Exercise details — Return the lines of the data below exactly. Start at the first and end with the line containing "in error messages".

Material for this task —
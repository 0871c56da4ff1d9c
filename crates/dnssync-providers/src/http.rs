//! Shared HTTP transport for vendor adapters
//!
//! Every request carries the server's configured timeout. Transport
//! failures, `429` and `5xx` responses are retried with the server's
//! [`RetryPolicy`]; `401`/`403` fail immediately as authentication errors.
//! Any other status is handed back to the adapter, which decides whether it
//! means "rejected" or "broken".

use dnssync_core::config::ServerConfig;
use dnssync_core::{Error, Result, RetryPolicy};
use reqwest::{RequestBuilder, Response, StatusCode};
use serde::de::DeserializeOwned;
use tracing::debug;

/// HTTP client bound to one configured server
#[derive(Debug, Clone)]
pub struct HttpClient {
    client: reqwest::Client,
    retry: RetryPolicy,
    provider: &'static str,
    base_url: String,
}

impl HttpClient {
    /// Create a client for `config`
    ///
    /// # Parameters
    ///
    /// - `config`: Server configuration (timeout, retries, base URL)
    /// - `provider`: Adapter type tag used in error messages
    /// - `user_agent`: Optional fixed User-Agent header
    pub fn new(
        config: &ServerConfig,
        provider: &'static str,
        user_agent: Option<&str>,
    ) -> Result<Self> {
        let mut builder = reqwest::Client::builder().timeout(config.timeout());
        if let Some(agent) = user_agent {
            builder = builder.user_agent(agent);
        }
        let client = builder
            .build()
            .map_err(|e| Error::config(format!("Failed to build HTTP client: {}", e)))?;

        Ok(Self {
            client,
            retry: RetryPolicy::for_server(config),
            provider,
            base_url: config.base_url().to_string(),
        })
    }

    /// Replace the retry policy
    pub fn with_retry(mut self, retry: RetryPolicy) -> Self {
        self.retry = retry;
        self
    }

    /// Server base URL without a trailing slash
    pub fn base_url(&self) -> &str {
        &self.base_url
    }

    /// Absolute URL for an API path
    pub fn url(&self, path: &str) -> String {
        format!("{}{}", self.base_url, path)
    }

    /// Send a request with bounded retry
    ///
    /// # Parameters
    ///
    /// - `what`: Label for log lines and error messages
    /// - `build`: Builds a fresh request per attempt
    ///
    /// # Returns
    ///
    /// - `Ok(Response)`: Any status other than 401/403/429/5xx
    /// - `Err(Error)`: Authentication failure, or transient failure after
    ///   the last retry
    pub async fn execute<F>(&self, what: &str, build: F) -> Result<Response>
    where
        F: Fn(&reqwest::Client) -> RequestBuilder,
    {
        let provider = self.provider;
        self.retry
            .run(what, || {
                let request = build(&self.client);
                async move {
                    let response = request.send().await.map_err(transport_error)?;
                    classify(provider, response)
                }
            })
            .await
    }

    /// Send once without retry; used for cheap liveness checks
    pub async fn execute_once<F>(&self, build: F) -> Result<Response>
    where
        F: FnOnce(&reqwest::Client) -> RequestBuilder,
    {
        let response = build(&self.client)
            .send()
            .await
            .map_err(transport_error)?;
        classify(self.provider, response)
    }

    /// Like [`execute`](Self::execute), but any non-2xx status is an error
    pub async fn fetch<F>(&self, what: &str, build: F) -> Result<Response>
    where
        F: Fn(&reqwest::Client) -> RequestBuilder,
    {
        let response = self.execute(what, build).await?;
        self.ensure_success(what, response).await
    }

    /// Fetch and decode a JSON body
    pub async fn fetch_json<T, F>(&self, what: &str, build: F) -> Result<T>
    where
        T: DeserializeOwned,
        F: Fn(&reqwest::Client) -> RequestBuilder,
    {
        let response = self.fetch(what, build).await?;
        self.json(what, response).await
    }

    /// Decode a JSON body
    pub async fn json<T: DeserializeOwned>(&self, what: &str, response: Response) -> Result<T> {
        let body = response.text().await.map_err(transport_error)?;
        serde_json::from_str(&body).map_err(|e| {
            Error::provider(
                self.provider,
                format!("{}: unexpected response body: {}", what, e),
            )
        })
    }

    /// Turn a non-2xx response into a provider error
    pub async fn ensure_success(&self, what: &str, response: Response) -> Result<Response> {
        let status = response.status();
        if status.is_success() {
            return Ok(response);
        }
        let body = response.text().await.unwrap_or_default();
        Err(Error::provider(
            self.provider,
            format!("{} returned HTTP {}: {}", what, status, snippet(&body)),
        ))
    }
}

/// Whether a write response means "accepted"
pub fn accepted(status: StatusCode, ok: &[u16]) -> bool {
    ok.contains(&status.as_u16())
}

/// First 200 characters of a response body, for log lines
pub fn snippet(body: &str) -> &str {
    match body.char_indices().nth(200) {
        Some((idx, _)) => &body[..idx],
        None => body,
    }
}

/// URL-encoded `key=value&...` body or query string
pub fn form_encode(pairs: &[(&str, &str)]) -> String {
    pairs
        .iter()
        .map(|(k, v)| format!("{}={}", k, urlencoding::encode(v)))
        .collect::<Vec<_>>()
        .join("&")
}

fn transport_error(err: reqwest::Error) -> Error {
    if err.is_timeout() {
        Error::timeout(err.to_string())
    } else {
        Error::transport(err.to_string())
    }
}

fn classify(provider: &'static str, response: Response) -> Result<Response> {
    let status = response.status();
    match status.as_u16() {
        401 | 403 => Err(Error::auth(format!(
            "{} rejected credentials (HTTP {})",
            provider, status
        ))),
        429 => Err(Error::rate_limited(format!(
            "{} rate limit hit (HTTP {})",
            provider, status
        ))),
        500..=599 => Err(Error::transport(format!(
            "{} server error (HTTP {})",
            provider, status
        ))),
        _ => {
            debug!("{} responded HTTP {}", provider, status);
            Ok(response)
        }
    }
}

Expected output —
repository 0871c56da4ff1d9c
filename crates/dnssync-providers/src/http.rs
//! Shared HTTP transport for vendor adapters
//!
//! Every request carries the server's configured timeout. Transport
//! failures, `429` and `5xx` responses are retried with the server's
//! [`RetryPolicy`]; `401`/`403` fail immediately as authentication errors.
//! Any other status is handed back to the adapter, which decides whether it
//! means "rejected" or "broken".

use dnssync_core::config::ServerConfig;
use dnssync_core::{Error, Result, RetryPolicy};
use reqwest::{RequestBuilder, Response, StatusCode};
use serde::de::DeserializeOwned;
use tracing::debug;

/// HTTP client bound to one configured server
#[derive(Debug, Clone)]
pub struct HttpClient {
    client: reqwest::Client,
    retry: RetryPolicy,
    provider: &'static str,
    base_url: String,
}

impl HttpClient {
    /// Create a client for `config`
    ///
    /// # Parameters
    ///
    /// - `config`: Server configuration (timeout, retries, base URL)
    /// - `provider`: Adapter type tag used in error messages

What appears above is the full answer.